In 2024, the diocese reported average Sunday attendance (ASA) of 6,690 persons, down from ASA of 8,592 in 2016. Public membership figures cited a decline from 22,963 in 2015 to 19,251 in 2023. No membership statistics were reported in 2024 national parochial reports. The 86 reporting congregations of the diocese had $29,557,948 in plate and pledge income in 2024.

==Territory==
The see city is San Antonio, and the diocese includes the cities of Corpus Christi and Brownsville. (The westernmost part of Texas, including El Paso, falls under the Episcopal Diocese of the Rio Grande, which also covers all of New Mexico.)

==History==
The Diocese of West Texas was formed on October 26, 1874 when the General Convention of the Episcopal Church voted in favor of the division of the Episcopal Diocese of Texas which led to the formation of the Missionary District of Northern Texas and the Missionary District of Western Texas. The Missionary District of Western Texas was formally established on May 6, 1875. On May 10, 1904, the missionary district was elevated to the status of a diocese, which led to the establishment of the Diocese of West Texas.

==Structure==
The diocese and its parishes sponsor twenty-eight parochial schools and preschools, including TMI Episcopal (founded as "West Texas Military Academy"), a boarding college-preparatory school on the outskirts of San Antonio. The diocese was also instrumental in the founding of St.

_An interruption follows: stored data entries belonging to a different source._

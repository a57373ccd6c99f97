use dioxus::prelude::*;
use shared_types::{AppError, SearchAction, SearchFormState, SearchQuery, SiteConfig};
use time::{Date, OffsetDateTime};

mod format_helpers;
mod landing;
mod site;

const THEME_BASE: Asset = asset!("/assets/theme-base.css");
const LANDING_CSS: Asset = asset!("/assets/landing.css");

/// Search form state shared by the search panel's controls.
///
/// Every control goes through [`SearchForm::dispatch`], so the reducer in
/// `shared_types::search` is the only code that mutates the state.
#[derive(Clone, Copy, PartialEq)]
pub struct SearchForm {
    pub state: Signal<SearchFormState>,
}

impl SearchForm {
    pub fn new() -> Self {
        Self {
            state: Signal::new(SearchFormState::default()),
        }
    }

    /// Run one action through the reducer and store the result.
    ///
    /// A rejected action leaves the state as it was.
    pub fn dispatch(&mut self, action: SearchAction) -> Result<(), AppError> {
        let name = action.name();
        let next = self.state.read().reduce(action, today());
        match next {
            Ok(next) => {
                tracing::debug!(action = name, "search form updated");
                self.state.set(next);
                Ok(())
            }
            Err(e) => {
                tracing::debug!(action = name, error = %e, "search form action rejected");
                Err(e)
            }
        }
    }

    /// Build the pricing request for the current form.
    pub fn query(&self) -> Result<SearchQuery, AppError> {
        self.state.read().to_query(today())
    }
}

/// Hook to access the search form.
pub fn use_search_form() -> SearchForm {
    use_context::<SearchForm>()
}

/// Current calendar date in the browser's time zone, used as the lower
/// bound for every date picker. Falls back to UTC when the local offset
/// can't be determined.
pub fn today() -> Date {
    calendar_date(OffsetDateTime::now_local(), OffsetDateTime::now_utc)
}

fn calendar_date<E>(local: Result<OffsetDateTime, E>, utc: impl FnOnce() -> OffsetDateTime) -> Date {
    local.unwrap_or_else(|_| utc()).date()
}

fn main() {
    dioxus::launch(App);
}

#[component]
fn App() -> Element {
    let config = use_context_provider(|| site::site_config().clone());
    use_context_provider(SearchForm::new);

    let title = config.display_brand();

    rsx! {
        document::Title { "{title}" }
        document::Link { rel: "stylesheet", href: THEME_BASE }
        document::Link { rel: "stylesheet", href: LANDING_CSS }
        shared_ui::ToastProvider {
            landing::Landing {}
        }
    }
}

/// Hook to access the landing page copy.
pub fn use_site_config() -> SiteConfig {
    use_context::<SiteConfig>()
}

#[cfg(test)]
mod tests {
    use super::*;
    use time::macros::{date, datetime};

    #[test]
    fn today_uses_local_calendar_date() {
        // 00:30 in UTC+2 is still the previous day in UTC
        let local = datetime!(2025-06-02 00:30 +02:00);
        let utc = || datetime!(2025-06-01 22:30 UTC);
        assert_eq!(calendar_date::<()>(Ok(local), utc), date!(2025 - 06 - 02));
    }

    #[test]
    fn today_falls_back_to_utc() {
        let utc = || datetime!(2025-06-01 22:30 UTC);
        assert_eq!(calendar_date(Err(()), utc), date!(2025 - 06 - 01));
    }
}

Philip's College, which became a public community college in 1942.

As of 2024, the 5 largest parishes in the diocese by average weekly attendance are Christ Church, San Antonio, Good Shepherd, Corpus Christi, St Helena's, Boerne, St Luke's, San Antonio, and St Thomas's Church and School, San Antonio.

The Diocese of West Texas is part of Province VII.

== Bishops ==
There have been eleven diocesan bishops of West Texas and six suffragan bishops:

1. Robert W. B. Elliott (1874–1887)
2. James Steptoe Johnston (1888–1916)
3. William Theodotus Capers (1916–1943)
4. Everett Holland Jones (1943–1968)
 *Richard Earl Dicus, suffragan (1955-1976)
1. Harold Cornelius Gosnell (1968–1977)
2. Scott Field Bailey (1977–1987)
 *Stanley F. Hauser, suffragan (1979-1987)
1. John Herbert MacNaughton (1987–1995)
 *Earl N. McArthur, suffragan (1988-1993)
1. James E. Folts (1996–2006)
 *Robert B. Hibbs, suffragan (1996-2003)
1. Gary Richard Lillibridge (2006–2017)
 *David M. Reed, suffragan (2006-2015), coadjutor (2015-2017)
 *Jennifer Brooke-Davidson, suffragan (2016-2019)
1. David M. Reed (2017-2023)
2. David G. Read (2023 - present)
 *Angela Cortiñas, suffragan (2025-present)

The diocese does not have a church designated as its cathedral; the diocesan offices are in the Bishop Jones Center in San Antonio.